use std::fs;
use std::path::Path;

use serde::{Deserialize, Serialize};

use super::{CrfModel, ModelError};
use crate::features::{FeatureScorer, SuffixVocabulary};

const MAGIC: &[u8; 4] = b"CPMD";
const VERSION: u8 = 1;

/// Everything needed to rebuild a trained model, minus the translation tables.
#[derive(Debug, Clone, PartialEq, Serialize, Deserialize)]
pub struct ModelSnapshot {
    /// `(feature name, weight)` in registration order.
    pub features: Vec<(String, f64)>,
    pub suffixes: SuffixVocabulary,
}

impl ModelSnapshot {
    /// Serialize to bytes (CPMD format).
    pub fn to_bytes(&self) -> Result<Vec<u8>, ModelError> {
        let body = bincode::serialize(self)?;
        let mut buf = Vec::with_capacity(5 + body.len());
        buf.extend_from_slice(MAGIC);
        buf.push(VERSION);
        buf.extend_from_slice(&body);
        Ok(buf)
    }

    pub fn from_bytes(bytes: &[u8]) -> Result<Self, ModelError> {
        if bytes.len() < 5 {
            return Err(ModelError::Snapshot("too short".to_string()));
        }
        if &bytes[0..4] != MAGIC {
            return Err(ModelError::Snapshot("bad magic".to_string()));
        }
        if bytes[4] != VERSION {
            return Err(ModelError::Snapshot(format!(
                "unsupported version {}",
                bytes[4]
            )));
        }
        Ok(bincode::deserialize(&bytes[5..])?)
    }

    /// Atomic write: write to .tmp then rename.
    pub fn save(&self, path: &Path) -> Result<(), ModelError> {
        let bytes = self.to_bytes()?;
        let tmp = path.with_extension("tmp");
        if let Some(parent) = path.parent() {
            fs::create_dir_all(parent)?;
        }
        fs::write(&tmp, &bytes)?;
        fs::rename(&tmp, path)?;
        Ok(())
    }

    pub fn load(path: &Path) -> Result<Self, ModelError> {
        Self::from_bytes(&fs::read(path)?)
    }
}

impl<'a> CrfModel<'a> {
    pub fn snapshot(&self) -> ModelSnapshot {
        ModelSnapshot {
            features: self
                .index
                .names()
                .iter()
                .cloned()
                .zip(self.weights.iter().copied())
                .collect(),
            suffixes: self.suffixes.clone(),
        }
    }

    /// Rebuild a model from `snapshot`, scoring with `scorer`.
    ///
    /// Features keep their saved order, so the dense ids match the ones the
    /// weights were trained under.
    pub fn from_snapshot(
        scorer: FeatureScorer<'a>,
        snapshot: ModelSnapshot,
    ) -> Result<Self, ModelError> {
        // null positions decode with the empty suffix
        if !snapshot.suffixes.contains("") {
            return Err(ModelError::Snapshot(
                "suffix vocabulary lacks the empty suffix".to_string(),
            ));
        }
        let mut model = Self::new(scorer, snapshot.suffixes);
        for (name, weight) in &snapshot.features {
            model.add_feature(name);
            model.set_weight(name, *weight)?;
        }
        Ok(model)
    }
}
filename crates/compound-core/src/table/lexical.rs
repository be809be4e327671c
use std::collections::BTreeMap;

use serde::{Deserialize, Serialize};

use super::TranslationTable;

/// In-memory translation table for one direction.
///
/// Inner maps are ordered so that candidate enumeration is deterministic.
#[derive(Debug, Clone, Default, PartialEq, Serialize, Deserialize)]
pub struct LexicalTable {
    pub(super) entries: BTreeMap<String, BTreeMap<String, f64>>,
}

impl LexicalTable {
    pub fn new() -> Self {
        Self::default()
    }

    /// Build from `(source, target, score)` triples. Later duplicates win.
    pub fn from_entries<S, T>(entries: impl IntoIterator<Item = (S, T, f64)>) -> Self
    where
        S: Into<String>,
        T: Into<String>,
    {
        let mut table = Self::new();
        for (source, target, score) in entries {
            table.insert(source, target, score);
        }
        table
    }

    pub fn insert(&mut self, source: impl Into<String>, target: impl Into<String>, score: f64) {
        self.entries
            .entry(source.into())
            .or_default()
            .insert(target.into(), score);
    }

    /// Iterate over all `(source, target, score)` triples in key order.
    pub fn iter(&self) -> impl Iterator<Item = (&str, &str, f64)> {
        self.entries.iter().flat_map(|(source, targets)| {
            targets
                .iter()
                .map(move |(target, &score)| (source.as_str(), target.as_str(), score))
        })
    }

    /// Returns (source_count, pair_count).
    pub fn stats(&self) -> (usize, usize) {
        let sources = self.entries.len();
        let pairs: usize = self.entries.values().map(|v| v.len()).sum();
        (sources, pairs)
    }

    /// The same pairs with source and target swapped.
    pub fn inverted(&self) -> Self {
        Self::from_entries(self.iter().map(|(s, t, score)| (t, s, score)))
    }
}

impl TranslationTable for LexicalTable {
    fn translations(&self, word: &str) -> Vec<(&str, f64)> {
        self.entries
            .get(word)
            .map(|targets| {
                targets
                    .iter()
                    .map(|(target, &score)| (target.as_str(), score))
                    .collect()
            })
            .unwrap_or_default()
    }

    fn score(&self, source: &str, target: &str) -> Option<f64> {
        self.entries.get(source)?.get(target).copied()
    }
}
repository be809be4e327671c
use std::fs::File;
use std::io::{self, BufReader, BufWriter, Write};
use std::process;

use compound_core::analyzer::CompoundAnalyzer;
use compound_core::features::FeatureScorer;

use super::load_tables;
use crate::corpus;
use crate::output::format_hypothesis;

/// Print every derivation of every `source... compound` line with its features.
pub fn analyze(fwd_file: &str, rev_file: &str, input: Option<&str>) {
    let lines = match input {
        Some(path) => {
            let file = die!(File::open(path), "Error opening {path}: {}");
            die!(corpus::read_lines(BufReader::new(file)), "Error reading {path}: {}")
        }
        None => die!(corpus::read_lines(io::stdin().lock()), "Error reading stdin: {}"),
    };

    let (fwd, rev) = load_tables(fwd_file, rev_file);
    let analyzer = CompoundAnalyzer::new(&fwd);
    let scorer = FeatureScorer::new(&fwd, &rev);

    let stdout = io::stdout();
    let mut out = BufWriter::new(stdout.lock());
    for line in &lines {
        let Some((source, compound)) = corpus::parse_pair(line) else {
            eprintln!("Skipping line without source words: {line}");
            continue;
        };
        let derivations = analyzer.analyze(&source, &compound);
        if derivations.is_empty() {
            eprintln!("No derivation for {compound}");
        }
        for (rank, derivation) in derivations.iter().enumerate() {
            let features = die!(
                scorer.score(&source, derivation),
                "Error scoring derivation: {}"
            );
            die!(
                writeln!(out, "{}", format_hypothesis(rank, derivation, &features)),
                "Error writing output: {}"
            );
        }
    }
    die!(out.flush(), "Error writing output: {}");
}
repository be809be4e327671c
use std::path::Path;

use tracing_appender::non_blocking::WorkerGuard;
use tracing_subscriber::layer::SubscriberExt;
use tracing_subscriber::util::SubscriberInitExt;
use tracing_subscriber::{fmt, EnvFilter};

const DEFAULT_FILTER: &str = "compound_core=info,compound_cli=info";

/// Human-readable logs on stderr, plus JSON lines under `log_dir` when given.
///
/// The returned guard flushes the file writer on drop; keep it alive for the
/// whole run.
pub fn init_tracing(log_dir: Option<&Path>) -> Option<WorkerGuard> {
    let filter =
        EnvFilter::try_from_default_env().unwrap_or_else(|_| EnvFilter::new(DEFAULT_FILTER));
    let stderr = fmt::layer().with_writer(std::io::stderr).with_target(false);

    let (json, guard) = match log_dir {
        Some(dir) => {
            let file_appender = tracing_appender::rolling::never(dir, "compound-trace.jsonl");
            let (non_blocking, guard) = tracing_appender::non_blocking(file_appender);
            let layer = fmt::layer()
                .json()
                .with_writer(non_blocking)
                .with_target(true)
                .with_span_events(fmt::format::FmtSpan::CLOSE);
            (Some(layer), Some(guard))
        }
        None => (None, None),
    };

    tracing_subscriber::registry()
        .with(filter)
        .with(stderr)
        .with(json)
        .init();
    guard
}
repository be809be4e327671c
//! Line-oriented text input.
//!
//! A training line is whitespace-tokenized and lower-cased; its last token is
//! the compound and the tokens before it are the source sentence.

use std::fs::File;
use std::io::{self, BufRead, BufReader};
use std::path::Path;

/// One `(source words, compound)` pair.
pub type Pair = (Vec<String>, String);

/// Lower-cased tokens of `line`.
pub fn tokenize(line: &str) -> Vec<String> {
    line.split_whitespace().map(str::to_lowercase).collect()
}

/// Split a line into source words and compound. `None` for lines with fewer
/// than two tokens.
pub fn parse_pair(line: &str) -> Option<Pair> {
    let mut tokens = tokenize(line);
    if tokens.len() < 2 {
        return None;
    }
    let compound = tokens.pop()?;
    Some((tokens, compound))
}

/// Non-empty lines of `reader`, skipping `#` comments.
pub fn read_lines<R: BufRead>(reader: R) -> io::Result<Vec<String>> {
    let mut lines = Vec::new();
    for line in reader.lines() {
        let line = line?;
        let trimmed = line.trim();
        if trimmed.is_empty() || trimmed.starts_with('#') {
            continue;
        }
        lines.push(trimmed.to_string());
    }
    Ok(lines)
}

/// Every parseable pair in the file at `path`. Lines with a single token are
/// skipped with a warning.
pub fn read_corpus(path: &Path) -> io::Result<Vec<Pair>> {
    let lines = read_lines(BufReader::new(File::open(path)?))?;
    let mut pairs = Vec::with_capacity(lines.len());
    for (i, line) in lines.iter().enumerate() {
        match parse_pair(line) {
            Some(pair) => pairs.push(pair),
            None => tracing::warn!(line = i + 1, "no source words, skipped"),
        }
    }
    Ok(pairs)
}

#[cfg(test)]
mod tests {
    use super::*;

    #[test]
    fn test_parse_pair_lowercases_and_splits() {
        let (source, compound) = parse_pair("Tomato  Processing\tTomatenVerarbeitung").unwrap();
        assert_eq!(source, vec!["tomato", "processing"]);
        assert_eq!(compound, "tomatenverarbeitung");
    }

    #[test]
    fn test_parse_pair_multibyte() {
        let (_, compound) = parse_pair("tomato sauce TOMATENSOSSE").unwrap();
        assert_eq!(compound, "tomatensosse");
        let (_, compound) = parse_pair("street Straße").unwrap();
        assert_eq!(compound, "straße");
    }

    #[test]
    fn test_parse_pair_needs_two_tokens() {
        assert!(parse_pair("").is_none());
        assert!(parse_pair("hund").is_none());
    }

    #[test]
    fn test_read_lines_skips_blanks_and_comments() {
        let text = "# corpus\n\ntomato processing tomatenverarbeitung\n  \nsauce soße\n";
        let lines = read_lines(text.as_bytes()).unwrap();
        assert_eq!(
            lines,
            vec!["tomato processing tomatenverarbeitung", "sauce soße"]
        );
    }

    #[test]
    fn test_read_corpus() {
        let dir = tempfile::tempdir().unwrap();
        let path = dir.path().join("train.txt");
        std::fs::write(&path, "Tomato Processing Tomatenverarbeitung\nhund\nthe dog hund\n").unwrap();
        let pairs = read_corpus(&path).unwrap();
        assert_eq!(pairs.len(), 2);
        assert_eq!(pairs[1].0, vec!["the", "dog"]);
    }
}
use std::collections::BTreeSet;

use serde::{Deserialize, Serialize};

use crate::derivation::Derivation;

/// Every suffix the model knows about.
///
/// Built once from the enumerated training derivations and then shared by
/// reference with the partition functions and the decoder, which sum or
/// search over all known suffixes. The empty suffix is always present since
/// null positions and unsuffixed pieces use it.
#[derive(Debug, Clone, PartialEq, Eq, Serialize, Deserialize)]
pub struct SuffixVocabulary {
    suffixes: BTreeSet<String>,
}

impl Default for SuffixVocabulary {
    fn default() -> Self {
        Self::new()
    }
}

impl SuffixVocabulary {
    pub fn new() -> Self {
        let mut suffixes = BTreeSet::new();
        suffixes.insert(String::new());
        Self { suffixes }
    }

    pub fn from_derivations<'d>(derivations: impl IntoIterator<Item = &'d Derivation>) -> Self {
        let mut vocab = Self::new();
        for d in derivations {
            for suffix in &d.suffixes {
                vocab.insert(suffix);
            }
        }
        vocab
    }

    pub fn insert(&mut self, suffix: &str) -> bool {
        if self.suffixes.contains(suffix) {
            return false;
        }
        self.suffixes.insert(suffix.to_string())
    }

    pub fn contains(&self, suffix: &str) -> bool {
        self.suffixes.contains(suffix)
    }

    pub fn iter(&self) -> impl Iterator<Item = &str> {
        self.suffixes.iter().map(String::as_str)
    }

    pub fn len(&self) -> usize {
        self.suffixes.len()
    }

    pub fn is_empty(&self) -> bool {
        self.suffixes.is_empty()
    }
}

impl<S: Into<String>> FromIterator<S> for SuffixVocabulary {
    fn from_iter<I: IntoIterator<Item = S>>(iter: I) -> Self {
        let mut vocab = Self::new();
        vocab.suffixes.extend(iter.into_iter().map(Into::into));
        vocab
    }
}
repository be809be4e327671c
fn main() {
    // Validate embedded TOML files at compile time.
    validate_toml(
        "src/default_settings.toml",
        include_str!("src/default_settings.toml"),
    );
}

fn validate_toml(path: &str, content: &str) {
    if content.parse::<toml::Value>().is_err() {
        panic!("{path} contains invalid TOML");
    }
}
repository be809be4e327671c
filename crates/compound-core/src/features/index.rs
use std::collections::HashMap;

/// Stable dense ids for feature names.
///
/// Names are assigned ids in registration order; ids never change once
/// assigned, so a dense weight vector can be indexed by them.
#[derive(Debug, Clone, Default)]
pub struct FeatureIndex {
    names: Vec<String>,
    ids: HashMap<String, usize>,
}

impl FeatureIndex {
    pub fn new() -> Self {
        Self::default()
    }

    /// Id of `name`, registering it if new. The bool is true for a new name.
    pub fn register(&mut self, name: &str) -> (usize, bool) {
        if let Some(&id) = self.ids.get(name) {
            return (id, false);
        }
        let id = self.names.len();
        self.names.push(name.to_string());
        self.ids.insert(name.to_string(), id);
        (id, true)
    }

    pub fn id(&self, name: &str) -> Option<usize> {
        self.ids.get(name).copied()
    }

    pub fn name(&self, id: usize) -> Option<&str> {
        self.names.get(id).map(String::as_str)
    }

    pub fn names(&self) -> &[String] {
        &self.names
    }

    pub fn len(&self) -> usize {
        self.names.len()
    }

    pub fn is_empty(&self) -> bool {
        self.names.is_empty()
    }
}
use serde::{Deserialize, Serialize};

use crate::settings::settings;

/// How gradients turn into weight changes.
#[derive(Debug, Clone, Copy, PartialEq, Eq, Serialize, Deserialize)]
#[serde(rename_all = "lowercase")]
pub enum UpdateRule {
    /// `w -= learning_rate * g`
    Sgd,
    /// Adaptive per-feature step from decayed squared gradients and updates.
    Adadelta,
}

/// Per-feature optimizer state, indexed like the weight vector.
#[derive(Debug, Clone)]
pub(crate) struct Optimizer {
    rule: UpdateRule,
    rho: f64,
    epsilon: f64,
    initial_history: f64,
    squared_gradients: Vec<f64>,
    squared_updates: Vec<f64>,
}

impl Optimizer {
    pub fn from_settings() -> Self {
        let t = &settings().training;
        Self::new(t.update, t.rho, t.epsilon, t.initial_history)
    }

    pub fn new(rule: UpdateRule, rho: f64, epsilon: f64, initial_history: f64) -> Self {
        Self {
            rule,
            rho,
            epsilon,
            initial_history,
            squared_gradients: Vec::new(),
            squared_updates: Vec::new(),
        }
    }

    pub fn rule(&self) -> UpdateRule {
        self.rule
    }

    pub fn set_rule(&mut self, rule: UpdateRule) {
        self.rule = rule;
    }

    /// Add state for one newly registered feature.
    pub fn register(&mut self) {
        self.squared_gradients.push(self.initial_history);
        self.squared_updates.push(self.initial_history);
    }

    /// Apply one update in place. `weights` and `gradients` share the feature ids.
    pub fn step(&mut self, weights: &mut [f64], gradients: &[f64], learning_rate: f64) {
        debug_assert_eq!(weights.len(), gradients.len());
        debug_assert_eq!(weights.len(), self.squared_gradients.len());
        match self.rule {
            UpdateRule::Sgd => {
                for (w, &g) in weights.iter_mut().zip(gradients) {
                    *w -= learning_rate * g;
                }
            }
            UpdateRule::Adadelta => {
                let rho = self.rho;
                let eps = self.epsilon;
                for (i, (w, &g)) in weights.iter_mut().zip(gradients).enumerate() {
                    let eg = &mut self.squared_gradients[i];
                    *eg = rho * *eg + (1.0 - rho) * g * g;
                    let ed = &mut self.squared_updates[i];
                    let delta = -g * (*ed + eps).sqrt() / (*eg + eps).sqrt();
                    *ed = rho * *ed + (1.0 - rho) * delta * delta;
                    *w += delta;
                }
            }
        }
    }
}
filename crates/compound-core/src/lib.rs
//! Log-linear models of compound-word formation.
//!
//! A compound is explained by a [`derivation::Derivation`]: one translation
//! (or null) per source word, a connecting suffix after every placed piece,
//! and the order the pieces appear in. [`analyzer`] enumerates the derivations
//! of a training pair, [`features`] maps them to sparse feature vectors,
//! [`crf`] scores, normalises and trains over them, and [`decoder`] finds the
//! k best for an unseen source sentence.

pub mod analyzer;
pub mod crf;
pub mod decoder;
pub mod derivation;
pub mod features;
pub mod noise;
pub mod settings;
pub mod table;
pub mod trainer;
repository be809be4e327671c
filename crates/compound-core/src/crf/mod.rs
//! Log-linear model over derivations.
//!
//! Weights live in a dense vector indexed by [`FeatureIndex`]; every feature a
//! computation touches must be registered first. Scores are plain `f64`
//! evaluations outside training. Inside a training step the same quantities
//! are recorded on a [`Tape`] so the loss can be differentiated.

mod persistence;
mod tape;
mod update;

pub use persistence::ModelSnapshot;
pub use update::UpdateRule;

use std::iter;

use candle_core::Tensor;
use tracing::{debug, debug_span};

use crate::decoder::{KBestDecoder, ScoredDerivation};
use crate::derivation::{cross, non_null_positions, permutations, Derivation, DerivationError};
use crate::features::{
    source_null_feature, suffix_feature, FeatureIndex, FeatureScorer, FeatureVector,
    SuffixVocabulary, FWD_SCORE, MONOTONE, REV_SCORE, TGT_NULL,
};
use crate::settings::settings;
use tape::{log_sum_exp, SparseRow, Tape};
use update::Optimizer;

/// Largest `|p(D=0) + p(D=1) - 1|` tolerated by the NCE check.
const NCE_TOLERANCE: f64 = 1e-4;

#[derive(Debug, thiserror::Error)]
pub enum ModelError {
    #[error("feature '{0}' used before it was registered")]
    UnknownFeature(String),

    #[error("gold score {gold} is not below the partition function {partition}")]
    GoldExceedsPartition { gold: f64, partition: f64 },

    #[error("NCE probabilities of sample {index} sum to {total} (model {model}, noise {noise})")]
    NceInconsistent {
        index: usize,
        total: f64,
        model: f64,
        noise: f64,
    },

    #[error("{what} is not finite: {value}")]
    NonFinite { what: &'static str, value: f64 },

    #[error("source has {len} words but the exact partition function supports at most {max}")]
    SourceTooLong { len: usize, max: usize },

    #[error("batch has {sources} sources but {targets} targets")]
    BatchMismatch { sources: usize, targets: usize },

    #[error("NCE needs at least one noise sample")]
    NoNoiseSamples,

    #[error("expected {expected} weights, got {found}")]
    WeightCount { expected: usize, found: usize },

    #[error("invalid model file: {0}")]
    Snapshot(String),

    #[error(transparent)]
    Derivation(#[from] DerivationError),

    #[error("differentiation engine error: {0}")]
    Tensor(#[from] candle_core::Error),

    #[error("IO error: {0}")]
    Io(#[from] std::io::Error),

    #[error("serialization error: {0}")]
    Bincode(#[from] bincode::Error),
}

pub struct CrfModel<'a> {
    scorer: FeatureScorer<'a>,
    suffixes: SuffixVocabulary,
    index: FeatureIndex,
    weights: Vec<f64>,
    optimizer: Optimizer,
    initial_weight: f64,
    max_source_len: usize,
    noise_oov_score: f64,
}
--------------------------------
Aim of the exercise:
Reproduce each line of the material that mentions "insert".

Output of the exercise:
            table.insert(source, target, score);
    pub fn insert(&mut self, source: impl Into<String>, target: impl Into<String>, score: f64) {
            .insert(target.into(), score);
        suffixes.insert(String::new());
                vocab.insert(suffix);
    pub fn insert(&mut self, suffix: &str) -> bool {
        self.suffixes.insert(suffix.to_string())
        self.ids.insert(name.to_string(), id);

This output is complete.